**PROBLEM DETAILS:** Only the lines holding "outer" are wanted; find them in the listing and return each one.

**RAW DATA:**
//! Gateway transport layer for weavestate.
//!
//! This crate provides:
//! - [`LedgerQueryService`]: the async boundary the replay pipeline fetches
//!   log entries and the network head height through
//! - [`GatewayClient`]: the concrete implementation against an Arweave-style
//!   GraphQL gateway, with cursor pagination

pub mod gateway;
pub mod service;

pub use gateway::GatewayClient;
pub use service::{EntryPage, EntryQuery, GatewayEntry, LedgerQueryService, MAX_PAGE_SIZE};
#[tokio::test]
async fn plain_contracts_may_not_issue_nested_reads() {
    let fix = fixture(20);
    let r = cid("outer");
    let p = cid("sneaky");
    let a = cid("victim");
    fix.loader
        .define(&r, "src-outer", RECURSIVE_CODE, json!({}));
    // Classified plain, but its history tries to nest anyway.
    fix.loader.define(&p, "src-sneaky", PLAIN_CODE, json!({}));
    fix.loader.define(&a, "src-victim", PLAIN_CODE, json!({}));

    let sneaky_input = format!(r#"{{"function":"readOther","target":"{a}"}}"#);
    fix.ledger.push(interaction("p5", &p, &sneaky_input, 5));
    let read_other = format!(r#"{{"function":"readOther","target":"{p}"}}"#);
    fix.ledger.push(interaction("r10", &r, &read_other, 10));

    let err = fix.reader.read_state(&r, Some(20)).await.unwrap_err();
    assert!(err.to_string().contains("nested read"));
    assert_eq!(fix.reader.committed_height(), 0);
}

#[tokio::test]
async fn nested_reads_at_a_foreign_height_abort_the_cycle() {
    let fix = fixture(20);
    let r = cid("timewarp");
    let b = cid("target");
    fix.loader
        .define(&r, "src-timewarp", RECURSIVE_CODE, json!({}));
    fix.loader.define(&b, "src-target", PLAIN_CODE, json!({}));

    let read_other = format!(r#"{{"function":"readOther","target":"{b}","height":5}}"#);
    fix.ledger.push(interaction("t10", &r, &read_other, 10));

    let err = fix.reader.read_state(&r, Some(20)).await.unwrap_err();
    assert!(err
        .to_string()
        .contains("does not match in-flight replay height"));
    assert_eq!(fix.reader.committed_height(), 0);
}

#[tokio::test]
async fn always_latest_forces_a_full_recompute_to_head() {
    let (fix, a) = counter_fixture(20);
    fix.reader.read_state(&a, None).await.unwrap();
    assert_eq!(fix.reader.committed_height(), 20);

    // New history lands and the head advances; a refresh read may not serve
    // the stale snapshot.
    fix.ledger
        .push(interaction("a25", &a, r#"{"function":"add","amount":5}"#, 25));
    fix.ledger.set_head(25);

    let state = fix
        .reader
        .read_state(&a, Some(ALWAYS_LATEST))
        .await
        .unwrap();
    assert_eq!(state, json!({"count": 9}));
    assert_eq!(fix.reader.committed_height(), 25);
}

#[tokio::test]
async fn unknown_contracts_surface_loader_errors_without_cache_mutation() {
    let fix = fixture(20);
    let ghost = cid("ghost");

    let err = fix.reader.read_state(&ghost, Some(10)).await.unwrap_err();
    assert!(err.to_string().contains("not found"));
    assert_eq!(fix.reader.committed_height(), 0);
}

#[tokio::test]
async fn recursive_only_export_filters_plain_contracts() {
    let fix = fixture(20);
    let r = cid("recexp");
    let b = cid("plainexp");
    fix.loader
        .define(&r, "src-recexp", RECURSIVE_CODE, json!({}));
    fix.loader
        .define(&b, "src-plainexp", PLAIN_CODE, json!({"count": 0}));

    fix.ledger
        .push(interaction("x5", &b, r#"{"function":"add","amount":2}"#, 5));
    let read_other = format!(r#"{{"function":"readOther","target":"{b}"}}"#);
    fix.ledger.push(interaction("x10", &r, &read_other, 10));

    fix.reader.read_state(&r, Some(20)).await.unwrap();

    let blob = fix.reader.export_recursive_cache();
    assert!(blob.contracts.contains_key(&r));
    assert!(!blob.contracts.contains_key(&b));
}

---

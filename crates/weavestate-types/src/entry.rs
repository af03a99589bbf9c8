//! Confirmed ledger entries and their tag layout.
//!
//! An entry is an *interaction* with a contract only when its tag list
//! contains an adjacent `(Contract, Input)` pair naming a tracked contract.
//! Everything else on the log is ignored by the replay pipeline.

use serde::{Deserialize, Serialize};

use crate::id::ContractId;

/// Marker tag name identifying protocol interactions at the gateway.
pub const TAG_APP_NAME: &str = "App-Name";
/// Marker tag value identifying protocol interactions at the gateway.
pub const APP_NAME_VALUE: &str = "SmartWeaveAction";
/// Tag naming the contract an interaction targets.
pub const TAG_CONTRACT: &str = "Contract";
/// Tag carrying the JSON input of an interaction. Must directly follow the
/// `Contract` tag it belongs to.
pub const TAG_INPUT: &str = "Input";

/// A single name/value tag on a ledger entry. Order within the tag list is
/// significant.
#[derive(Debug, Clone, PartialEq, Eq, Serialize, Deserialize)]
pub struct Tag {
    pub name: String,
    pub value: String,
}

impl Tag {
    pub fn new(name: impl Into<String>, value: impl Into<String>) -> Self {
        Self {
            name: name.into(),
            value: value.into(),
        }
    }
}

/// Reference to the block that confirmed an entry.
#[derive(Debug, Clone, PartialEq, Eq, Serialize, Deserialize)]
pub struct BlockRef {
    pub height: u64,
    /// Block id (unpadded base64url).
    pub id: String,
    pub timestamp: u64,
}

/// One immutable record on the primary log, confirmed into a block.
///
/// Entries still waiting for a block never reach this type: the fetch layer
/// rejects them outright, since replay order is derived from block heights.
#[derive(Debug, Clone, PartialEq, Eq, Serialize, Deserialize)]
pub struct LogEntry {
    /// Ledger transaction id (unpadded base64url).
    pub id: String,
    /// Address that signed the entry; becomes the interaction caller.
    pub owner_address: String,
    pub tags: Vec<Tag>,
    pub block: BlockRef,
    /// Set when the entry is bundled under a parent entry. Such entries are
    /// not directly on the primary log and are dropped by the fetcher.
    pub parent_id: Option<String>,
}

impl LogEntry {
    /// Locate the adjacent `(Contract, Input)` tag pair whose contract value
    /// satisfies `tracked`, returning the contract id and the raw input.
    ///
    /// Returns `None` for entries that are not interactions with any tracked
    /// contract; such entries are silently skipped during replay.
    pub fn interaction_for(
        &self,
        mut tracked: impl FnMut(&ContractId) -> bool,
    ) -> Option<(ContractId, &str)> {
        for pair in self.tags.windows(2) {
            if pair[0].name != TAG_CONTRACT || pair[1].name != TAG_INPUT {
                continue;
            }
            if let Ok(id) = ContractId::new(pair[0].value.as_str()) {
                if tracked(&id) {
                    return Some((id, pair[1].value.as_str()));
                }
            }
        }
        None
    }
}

---

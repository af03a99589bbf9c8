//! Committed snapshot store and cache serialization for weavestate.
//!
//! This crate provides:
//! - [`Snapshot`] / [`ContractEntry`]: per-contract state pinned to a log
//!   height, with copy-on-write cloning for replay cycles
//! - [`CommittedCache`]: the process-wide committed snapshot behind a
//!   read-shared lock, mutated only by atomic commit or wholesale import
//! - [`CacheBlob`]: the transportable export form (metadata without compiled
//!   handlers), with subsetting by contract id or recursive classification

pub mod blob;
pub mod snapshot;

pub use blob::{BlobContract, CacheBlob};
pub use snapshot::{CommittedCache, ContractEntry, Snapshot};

**WRITTEN ANSWER:**
    let r = cid("outer");
        .define(&r, "src-outer", RECURSIVE_CODE, json!({}));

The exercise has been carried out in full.